For Martin Luther King the ethics of Love was a life-long focus and inner research. He considered the challenge as well as the opportunity of these words transmitted from Jesus — “Love your enemies” in the sermon below, which he called “Loving your enemies.”
It deeply touches me to hear the love in his address to the black community of his church in Montgomery, Alabama — his words invite me into a spiritual and rich world. In the midst of the fight for civil rights and human dignity for all, that involved handling intense amounts of inner suffering from daily contact with segregation, he is asking people to start a spiritual inner journey by looking squarely and honestly at their own inner and outer animosity for man, to work and stretch in order to embrace that animosity inside themselves and to use that knowing to open up a path to humanize their oppressor. Breathtaking. Engaging. Empowering.
How inspiring for me to hear him name the cost of hating — destroying the personality of the hater. Turning the world of values upside down. And is it not true — can we see this happen inside of us, when we give in to hate?
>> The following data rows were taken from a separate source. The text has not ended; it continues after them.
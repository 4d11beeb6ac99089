//! Shared confirmation / denial keyword heuristics.
//!
//! Used by every CONFIRMING state and by callback-preference classification,
//! so the two keyword sets must stay disjoint.

static AFFIRMATIVE_WORDS: &[&str] = &[
    "yes", "yeah", "yep", "yup", "sure", "correct", "right", "absolutely",
    "definitely", "confirm", "confirmed", "ok", "okay", "certainly", "affirmative",
];

static AFFIRMATIVE_PHRASES: &[&str] = &[
    "sounds good",
    "that works",
    "go ahead",
    "please do",
    "that's right",
    "that is right",
];

static NEGATIVE_WORDS: &[&str] = &[
    "no", "nope", "nah", "cancel", "wrong", "incorrect", "stop", "negative",
];

static NEGATIVE_PHRASES: &[&str] = &[
    "don't",
    "do not",
    "never mind",
    "nevermind",
    "forget it",
    "not right",
    "not correct",
    "changed my mind",
];

fn words_of(text: &str) -> Vec<String> {
    text.to_lowercase()
        .split(|c: char| !c.is_alphanumeric())
        .filter(|w| !w.is_empty())
        .map(|w| w.to_string())
        .collect()
}

/// Returns true when the utterance reads as a confirmation.
pub fn is_affirmative(text: &str) -> bool {
    let lower = text.to_lowercase();
    let words = words_of(text);
    AFFIRMATIVE_WORDS.iter().any(|w| words.iter().any(|t| t == w))
        || AFFIRMATIVE_PHRASES.iter().any(|p| lower.contains(p))
}

/// Returns true when the utterance reads as a denial or cancellation.
pub fn is_negative(text: &str) -> bool {
    let lower = text.to_lowercase();
    let words = words_of(text);
    NEGATIVE_WORDS.iter().any(|w| words.iter().any(|t| t == w))
        || NEGATIVE_PHRASES.iter().any(|p| lower.contains(p))
}
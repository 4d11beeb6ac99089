//! Entity extraction from caller utterances.

use std::collections::HashMap;

use regex::Regex;
use serde::{Deserialize, Serialize};

/// The classes of entity the extractor recognizes.
#[derive(Clone, Copy, Debug, PartialEq, Eq, Hash, Serialize, Deserialize)]
#[serde(rename_all = "snake_case")]
pub enum EntityKind {
    PhoneNumbers,
    Emails,
    Dates,
    Times,
    Names,
}

impl std::fmt::Display for EntityKind {
    fn fmt(&self, f: &mut std::fmt::Formatter<'_>) -> std::fmt::Result {
        let s = match self {
            EntityKind::PhoneNumbers => "phone_numbers",
            EntityKind::Emails => "emails",
            EntityKind::Dates => "dates",
            EntityKind::Times => "times",
            EntityKind::Names => "names",
        };
        write!(f, "{}", s)
    }
}

impl std::str::FromStr for EntityKind {
    type Err = String;

    fn from_str(s: &str) -> Result<Self, Self::Err> {
        match s {
            "phone_numbers" => Ok(EntityKind::PhoneNumbers),
            "emails" => Ok(EntityKind::Emails),
            "dates" => Ok(EntityKind::Dates),
            "times" => Ok(EntityKind::Times),
            "names" => Ok(EntityKind::Names),
            _ => Err(format!("Unknown entity class: {}", s)),
        }
    }
}

/// Entity class to the ordered values observed for it. Classes with no
/// matches are absent rather than empty.
pub type EntityMap = HashMap<EntityKind, Vec<String>>;

/// Extracts phone numbers, emails, dates, times, and names from text.
pub struct EntityExtractor {
    phone_regex: Regex,
    email_regex: Regex,
    date_iso_regex: Regex,
    date_slash_regex: Regex,
    date_relative_regex: Regex,
    date_month_regex: Regex,
    time_meridiem_regex: Regex,
    time_clock_regex: Regex,
    time_word_regex: Regex,
    name_intro_regex: Regex,
    name_pair_regex: Regex,
}

impl EntityExtractor {
    /// Create a new entity extractor with pre-compiled regex patterns.
    pub fn new() -> Self {
        Self {
            phone_regex: Regex::new(
                r#"(?:\+?1[-.\s]?)?\(?\d{3}\)?[-.\s]\d{3}[-.\s]?\d{4}\b|\b\d{3}[-.\s]\d{4}\b"#,
            )
            .unwrap(),
            email_regex: Regex::new(r#"\b[A-Za-z0-9._%+-]+@[A-Za-z0-9.-]+\.[A-Za-z]{2,}\b"#)
                .unwrap(),
            date_iso_regex: Regex::new(r#"\b\d{4}-\d{2}-\d{2}\b"#).unwrap(),
            date_slash_regex: Regex::new(r#"\b\d{1,2}/\d{1,2}(?:/\d{2,4})?\b"#).unwrap(),
            date_relative_regex: Regex::new(
                r#"(?i)\b(?:today|tomorrow|yesterday|(?:next|this|last)\s+(?:monday|tuesday|wednesday|thursday|friday|saturday|sunday|week|month)|monday|tuesday|wednesday|thursday|friday|saturday|sunday)\b"#,
            )
            .unwrap(),
            date_month_regex: Regex::new(
                r#"(?i)\b(?:january|february|march|april|may|june|july|august|september|october|november|december)\s+\d{1,2}(?:st|nd|rd|th)?\b"#,
            )
            .unwrap(),
            time_meridiem_regex: Regex::new(r#"(?i)\b\d{1,2}(?::\d{2})?\s*(?:am|pm)\b"#).unwrap(),
            time_clock_regex: Regex::new(r#"\b\d{1,2}:\d{2}\b"#).unwrap(),
            time_word_regex: Regex::new(r#"(?i)\b(?:noon|midnight)\b"#).unwrap(),
            name_intro_regex: Regex::new(
                r#"(?:[Mm]y name is|[Tt]his is|[Ii]'m|[Ii] am|[Cc]alling for)\s+([A-Z][a-z]+(?:\s+[A-Z][a-z]+)?)"#,
            )
            .unwrap(),
            name_pair_regex: Regex::new(r#"\b([A-Z][a-z]+)\s+([A-Z][a-z]+)\b"#).unwrap(),
        }
    }

    /// Extract all recognized entities from the given text.
    ///
    /// Never fails; returns an empty map when nothing matches. Values are
    /// de-duplicated per class, preserving first-seen order.
    pub fn extract(&self, text: &str) -> EntityMap {
        let mut entities = EntityMap::new();

        // Phone numbers
        let mut phones = Vec::new();
        for m in self.phone_regex.find_iter(text) {
            push_unique(&mut phones, m.as_str());
        }
        insert_class(&mut entities, EntityKind::PhoneNumbers, phones);

        // Emails
        let mut emails = Vec::new();
        for m in self.email_regex.find_iter(text) {
            push_unique(&mut emails, m.as_str());
        }
        insert_class(&mut entities, EntityKind::Emails, emails);

        // Dates: ISO, slash, relative expressions, then "March 5" forms
        let mut dates = Vec::new();
        for re in [
            &self.date_iso_regex,
            &self.date_slash_regex,
            &self.date_relative_regex,
            &self.date_month_regex,
        ] {
            for m in re.find_iter(text) {
                push_unique(&mut dates, m.as_str());
            }
        }
        insert_class(&mut entities, EntityKind::Dates, dates);

        // Times: meridiem forms first so "2:30 pm" is not re-captured as "2:30"
        let mut times = Vec::new();
        let mut meridiem_spans: Vec<(usize, usize)> = Vec::new();
        for m in self.time_meridiem_regex.find_iter(text) {
            meridiem_spans.push((m.start(), m.end()));
            push_unique(&mut times, m.as_str());
        }
        for m in self.time_clock_regex.find_iter(text) {
            let covered = meridiem_spans
                .iter()
                .any(|&(start, end)| m.start() >= start && m.end() <= end);
            if !covered {
                push_unique(&mut times, m.as_str());
            }
        }
        for m in self.time_word_regex.find_iter(text) {
            push_unique(&mut times, m.as_str());
        }
        insert_class(&mut entities, EntityKind::Times, times);

        // Names: explicit self-introductions first, then capitalized pairs
        let mut names = Vec::new();
        for caps in self.name_intro_regex.captures_iter(text) {
            if let Some(name) = caps.get(1) {
                if !is_common_word(first_word(name.as_str())) {
                    push_unique(&mut names, name.as_str());
                }
            }
        }
        for caps in self.name_pair_regex.captures_iter(text) {
            let (first, second) = (caps.get(1), caps.get(2));
            if let (Some(first), Some(second)) = (first, second) {
                if !is_common_word(first.as_str()) && !is_common_word(second.as_str()) {
                    push_unique(&mut names, &format!("{} {}", first.as_str(), second.as_str()));
                }
            }
        }
        insert_class(&mut entities, EntityKind::Names, names);

        entities
    }
}

impl Default for EntityExtractor {
    fn default() -> Self {
        Self::new()
    }
}

fn push_unique(values: &mut Vec<String>, value: &str) {
    if !values.iter().any(|v| v == value) {
        values.push(value.to_string());
    }
}

fn insert_class(entities: &mut EntityMap, kind: EntityKind, values: Vec<String>) {
    if !values.is_empty() {
        entities.insert(kind, values);
    }
}

fn first_word(s: &str) -> &str {
    s.split_whitespace().next().unwrap_or(s)
}

/// Returns true for words that are commonly false-positive person names.
fn is_common_word(s: &str) -> bool {
    matches!(
        s,
        "The"
            | "This"
            | "That"
            | "These"
            | "Those"
            | "There"
            | "Here"
            | "When"
            | "Where"
            | "What"
            | "Which"
            | "They"
            | "Next"
            | "Last"
            | "Good"
            | "Thank"
            | "Thanks"
            | "Please"
            | "Hello"
            | "Main"
            | "Street"
            | "Monday"
            | "Tuesday"
            | "Wednesday"
            | "Thursday"
            | "Friday"
            | "Saturday"
            | "Sunday"
            | "January"
            | "February"
            | "March"
            | "April"
            | "May"
            | "June"
            | "July"
            | "August"
            | "September"
            | "October"
            | "November"
            | "December"
    )
}
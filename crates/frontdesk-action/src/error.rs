//! Error types for the action pipeline.

use crate::types::ActionType;
use frontdesk_core::error::FrontdeskError;

/// Errors from action handler execution.
///
/// These never escape the executor boundary; `ActionExecutor::execute`
/// converts them to failed outcomes.
#[derive(Debug, thiserror::Error)]
pub enum ActionError {
    #[error("Action handler failed: {0}")]
    HandlerFailed(String),
    #[error("Action type not registered: {0}")]
    Unregistered(ActionType),
    #[error("Missing required parameter: {0}")]
    MissingParameter(String),
}

impl From<ActionError> for FrontdeskError {
    fn from(err: ActionError) -> Self {
        FrontdeskError::Action(err.to_string())
    }
}

#[cfg(test)]
mod tests {
    use super::*;

    #[test]
    fn test_action_error_display() {
        let err = ActionError::HandlerFailed("connection reset".to_string());
        assert_eq!(err.to_string(), "Action handler failed: connection reset");

        let err = ActionError::Unregistered(ActionType::TransferCall);
        assert_eq!(err.to_string(), "Action type not registered: transfer_call");

        let err = ActionError::MissingParameter("date".to_string());
        assert_eq!(err.to_string(), "Missing required parameter: date");
    }

    #[test]
    fn test_action_error_into_frontdesk_error() {
        let err = ActionError::MissingParameter("time".to_string());
        let fd_err: FrontdeskError = err.into();
        assert!(matches!(fd_err, FrontdeskError::Action(_)));
        assert!(fd_err.to_string().contains("time"));
    }

    #[test]
    fn test_unregistered_all_action_types() {
        for at in [
            ActionType::ScheduleAppointment,
            ActionType::CancelAppointment,
            ActionType::TakeMessage,
            ActionType::TransferCall,
            ActionType::LookupInfo,
            ActionType::SaveContact,
            ActionType::SetReminder,
            ActionType::SendEmail,
            ActionType::SendSms,
        ] {
            let err = ActionError::Unregistered(at);
            let msg = err.to_string();
            assert!(msg.starts_with("Action type not registered: "));
            assert!(msg.contains(&at.to_string()));
        }
    }

    #[test]
    fn test_errors_implement_debug() {
        let err = ActionError::HandlerFailed("test".to_string());
        let dbg = format!("{:?}", err);
        assert!(dbg.contains("HandlerFailed"));
    }
}
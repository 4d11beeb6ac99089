//! Appointment cancellation action handler.
//!
//! Cancels a previously scheduled appointment by its id.

use std::collections::HashMap;

use async_trait::async_trait;

use crate::error::ActionError;
use crate::handler::ActionHandler;
use crate::types::{next_action_id, ActionOutcome, ActionType};

/// Handler for `cancel_appointment` directives.
pub struct CancelAppointmentHandler;

#[async_trait]
impl ActionHandler for CancelAppointmentHandler {
    fn action_type(&self) -> ActionType {
        ActionType::CancelAppointment
    }

    async fn execute(&self, params: &HashMap<String, String>) -> Result<ActionOutcome, ActionError> {
        let appointment_id = params
            .get("appointment_id")
            .map(String::as_str)
            .unwrap_or("");

        if appointment_id.is_empty() {
            return Err(ActionError::MissingParameter("appointment_id".to_string()));
        }

        tracing::info!(appointment_id = %appointment_id, "Appointment cancelled");

        let mut outcome = ActionOutcome::ok(
            next_action_id("cancel"),
            format!("Appointment {} cancelled", appointment_id),
        );
        outcome
            .details
            .insert("appointment_id".to_string(), appointment_id.to_string());

        Ok(outcome)
    }

    fn describe(&self, params: &HashMap<String, String>) -> String {
        let appointment_id = params
            .get("appointment_id")
            .map(String::as_str)
            .unwrap_or("<no id>");
        format!("Cancel appointment {}", appointment_id)
    }
}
This makes it easier to understand that a person needs love most, when he or she seems the least inviting to us to give it to them with joy or even willingness. And that my actions to ask for love when I need it most, will probably also be hateful and little inviting. Can I learn?
There is much more. Please listen for yourself. Here is a recording of a sermon Martin held on November 17, 1957. With deep gratitude. Subtitles available. A transcript of this sermon is available here.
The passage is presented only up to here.